After a cocktail party at the mezzanine and a tour through the extremely lively-looking offices (complete with Portuguese sponge bob caricatures on the elevator doors), we headed home. Not one to call it a night so soon, a bunch of us headed off on foot to find a mall and a place to get some beers. A few buckets of beer and fantastic conversation later, we’re home and hitting the sack. Day1 and a number of road crossings later, Toso (my Japanese classmate) is still safe and sound – he needs watching when crossing the road!

Story so far - Muito Bon!

PS. It’s hard to get by if you don’t know Portuguese or Italian. But you learn soon enough because the Brazilians are amazingly friendly.

Friday, March 06, 2009

Exhausted but excited


Finals are finally over! Our last subject, management communications or MC, is a paper that we have to turn in by tomorrow. I had grandiose plans (of course what else?!) of writing that paper before finals week and turning it in as an early bird. Predictably that did not happen. So this evening, when I was exhausted from giving my neglected apartment some much needed attention, when I should have been and could have been relaxing and taking a nap or catching up with friends, I was laboring through that 4 page MC paper. And what a time to have writer’s block! That 4 page writing was my most agonizing writing yet! This was more agonizing than when I would go for those creative writing competitions where there was nothing creative because you had to write on a given topic – and I would rebel on the grounds that creativity could not be contained in boundaries (topics) and so I would not write with my usual enthusiasm.

Tonight was a section D reunion – one I’ve been waiting for – and I didn’t go. I was just too exhausted, I fell asleep fully dressed. I would have probably slept all night if the phone had not woke me up. I spoke on the phone for a very long time with an old friend today. I had not called him since I got here and I had not realized how much I’d missed out on in these months that I’ve been living inside the Darden bubble. I love this place, but every time I re-establish contact with the outside world that I lived in before I came here, I feel guilty about how I’ve cut myself off. I left one rat race behind only to join another one. I sometimes wonder why we, as people, do this to ourselves.
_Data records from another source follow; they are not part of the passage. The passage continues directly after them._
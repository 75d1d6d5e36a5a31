//! Session token verification
//!
//! Verification runs against a [`KeySet`] snapshot and performs no I/O once
//! the set is cached:
//!
//! - Fail closed on an empty key set (before the token is even parsed)
//! - Algorithm allow-list (default RS256 only)
//! - Key selection by header `kid`; tokens without a `kid` are tried against
//!   every RSA signing key
//! - Signature, `exp` and `nbf` checks with a small clock-skew leeway
//! - Optional issuer check

use super::KeySetCache;
use crate::metrics::record_verification;
use clerk_sync_types::{KeySet, SessionClaims, SigningKey, VerificationError};
use jsonwebtoken::errors::{Error as JwtError, ErrorKind};
use jsonwebtoken::{Algorithm, DecodingKey, Validation, decode, decode_header};
use std::sync::Arc;
use std::time::{Duration, Instant};
use tracing::{debug, info, warn};

/// Default tolerance for `exp`/`nbf` checks
pub const DEFAULT_CLOCK_SKEW: Duration = Duration::from_secs(5);

/// Verifies provider session tokens against the cached key set
///
/// # Example
///
/// ```rust
/// # use clerk_sync_auth::jwt::{KeySetCache, TokenVerifier};
/// # use clerk_sync_types::{KeySet, VerificationError};
/// # use std::sync::Arc;
/// # tokio_test::block_on(async {
/// let cache = Arc::new(KeySetCache::with_static_keys(KeySet::empty()));
/// let verifier = TokenVerifier::new(cache);
///
/// // No keys: every token is rejected
/// let result = verifier.verify("eyJhbGciOiJSUzI1NiJ9.e30.sig").await;
/// assert_eq!(result.unwrap_err(), VerificationError::NoKeysConfigured);
/// # });
/// ```
#[derive(Debug, Clone)]
pub struct TokenVerifier {
    key_cache: Arc<KeySetCache>,
    /// Clock skew tolerance (default: 5 seconds)
    clock_skew: Duration,
    /// Accepted algorithms (default: RS256)
    allowed_algorithms: Vec<Algorithm>,
    /// Expected `iss`, if issuer checking is enabled
    expected_issuer: Option<String>,
}

impl TokenVerifier {
    /// Create a verifier with default settings
    pub fn new(key_cache: Arc<KeySetCache>) -> Self {
        Self {
            key_cache,
            clock_skew: DEFAULT_CLOCK_SKEW,
            allowed_algorithms: vec![Algorithm::RS256],
            expected_issuer: None,
        }
    }

    /// Set clock skew tolerance
    pub fn with_clock_skew(mut self, leeway: Duration) -> Self {
        self.clock_skew = leeway;
        self
    }

    /// Set accepted algorithms
    ///
    /// Keys are RSA, so only the RS* and PS* families can ever verify.
    pub fn with_algorithms(mut self, algorithms: Vec<Algorithm>) -> Self {
        self.allowed_algorithms = algorithms;
        self
    }

    /// Require the `iss` claim to equal `issuer`
    pub fn with_issuer(mut self, issuer: impl Into<String>) -> Self {
        self.expected_issuer = Some(issuer.into());
        self
    }

    /// The key cache this verifier reads from
    pub fn key_cache(&self) -> &Arc<KeySetCache> {
        &self.key_cache
    }

    /// Verify a token against the current key set, loading it on first use
    ///
    /// # Errors
    ///
    /// Returns a [`VerificationError`] describing why the token was rejected.
    pub async fn verify(&self, token: &str) -> Result<SessionClaims, VerificationError> {
        let keys = self.key_cache.get_keys().await;
        self.verify_with(&keys, token)
    }

    /// Verify, refreshing the key set once if the token names an unknown key
    ///
    /// Use this when the provider may have rotated its keys since the set was
    /// cached. Other failures are returned without a refresh. The refresh is
    /// subject to the cache's minimum refresh interval.
    ///
    /// # Errors
    ///
    /// Returns a [`VerificationError`] describing why the token was rejected.
    pub async fn verify_with_refresh(
        &self,
        token: &str,
    ) -> Result<SessionClaims, VerificationError> {
        match self.verify(token).await {
            Err(VerificationError::UnknownKeyId { kid }) => {
                info!(kid = %kid, "Unknown signing key, refreshing key set");
                let keys = self.key_cache.force_refresh().await;
                self.verify_with(&keys, token)
            }
            result => result,
        }
    }

    /// Verify a token against an explicit key set
    ///
    /// Pure: the same key set and token always give the same result at a
    /// given time.
    ///
    /// # Errors
    ///
    /// Returns a [`VerificationError`] describing why the token was rejected.
    pub fn verify_with(
        &self,
        keys: &KeySet,
        token: &str,
    ) -> Result<SessionClaims, VerificationError> {
        let started = Instant::now();
        let result = self.verify_inner(keys, token);
        record_verification(
            &result.as_ref().map(|_| ()),
            started.elapsed().as_secs_f64(),
        );

        match &result {
            Ok(claims) => debug!(subject = %claims.subject, "Session token verified"),
            Err(e) => debug!(error = %e, "Session token rejected"),
        }
        result
    }

    fn verify_inner(&self, keys: &KeySet, token: &str) -> Result<SessionClaims, VerificationError> {
        if keys.is_empty() {
            return Err(VerificationError::NoKeysConfigured);
        }

        let header = decode_header(token).map_err(|e| VerificationError::Malformed {
            reason: format!("invalid token header: {e}"),
        })?;

        if !self.allowed_algorithms.contains(&header.alg) {
            warn!(
                algorithm = ?header.alg,
                allowed = ?self.allowed_algorithms,
                "Session token algorithm not allowed"
            );
            return Err(VerificationError::InvalidSignature);
        }

        let validation = self.validation(header.alg);

        match header.kid {
            Some(kid) => {
                let key = keys
                    .find(&kid)
                    .ok_or(VerificationError::UnknownKeyId { kid })?;
                decode_with(token, key, &validation)
            }
            None => {
                debug!(key_count = keys.len(), "Token has no kid, trying every signing key");
                let mut last = VerificationError::InvalidSignature;
                for key in keys.iter().filter(|key| key.is_rsa_signing_key()) {
                    match decode_with(token, key, &validation) {
                        Err(VerificationError::InvalidSignature) => {}
                        Err(e @ VerificationError::Malformed { .. }) => last = e,
                        // Signature matched; claim errors are final
                        other => return other,
                    }
                }
                Err(last)
            }
        }
    }

    fn validation(&self, algorithm: Algorithm) -> Validation {
        let mut validation = Validation::new(algorithm);
        validation.leeway = self.clock_skew.as_secs();
        validation.validate_exp = true;
        validation.validate_nbf = true;
        validation.validate_aud = false;
        validation.set_required_spec_claims(&["exp", "sub"]);
        if let Some(issuer) = &self.expected_issuer {
            validation.set_issuer(&[issuer]);
        }
        validation
    }
}

fn decode_with(
    token: &str,
    key: &SigningKey,
    validation: &Validation,
) -> Result<SessionClaims, VerificationError> {
    if !key.is_rsa_signing_key() {
        warn!(kid = %key.key_id, key_type = %key.key_type, "Key is not an RSA signing key");
        return Err(VerificationError::InvalidSignature);
    }

    let decoding_key = DecodingKey::from_rsa_components(&key.modulus, &key.exponent)
        .map_err(|e| {
            warn!(kid = %key.key_id, error = %e, "Unusable signing key");
            VerificationError::InvalidSignature
        })?;

    decode::<SessionClaims>(token, &decoding_key, validation)
        .map(|data| data.claims)
        .map_err(map_jwt_error)
}

fn map_jwt_error(error: JwtError) -> VerificationError {
    match error.kind() {
        ErrorKind::ExpiredSignature => VerificationError::Expired,
        ErrorKind::ImmatureSignature => VerificationError::NotYetValid,
        ErrorKind::InvalidSignature => VerificationError::InvalidSignature,
        ErrorKind::InvalidIssuer => VerificationError::InvalidIssuer,
        ErrorKind::MissingRequiredClaim(claim) => VerificationError::Malformed {
            reason: format!("missing required claim '{claim}'"),
        },
        _ => VerificationError::Malformed {
            reason: error.to_string(),
        },
    }
}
I haven’t packed or anything for Brazil… which is so unlike me. I’m a compulsive list maker and take a fair amount of time getting ready for a trip. This is why I’m sitting here, sleepy and exhausted, with the idea of writing out my list, but instead typing out a post. I am not even sure what our agenda in Sao Paulo looks like. I am just glad that I’m getting a break from here – these past few months have been exhausting, physically and mentally. Sometimes I feel like I’d rather be spending this coming week sitting at home in the ville and being a vegetable, I know that looking back, I’d kick myself for doing that.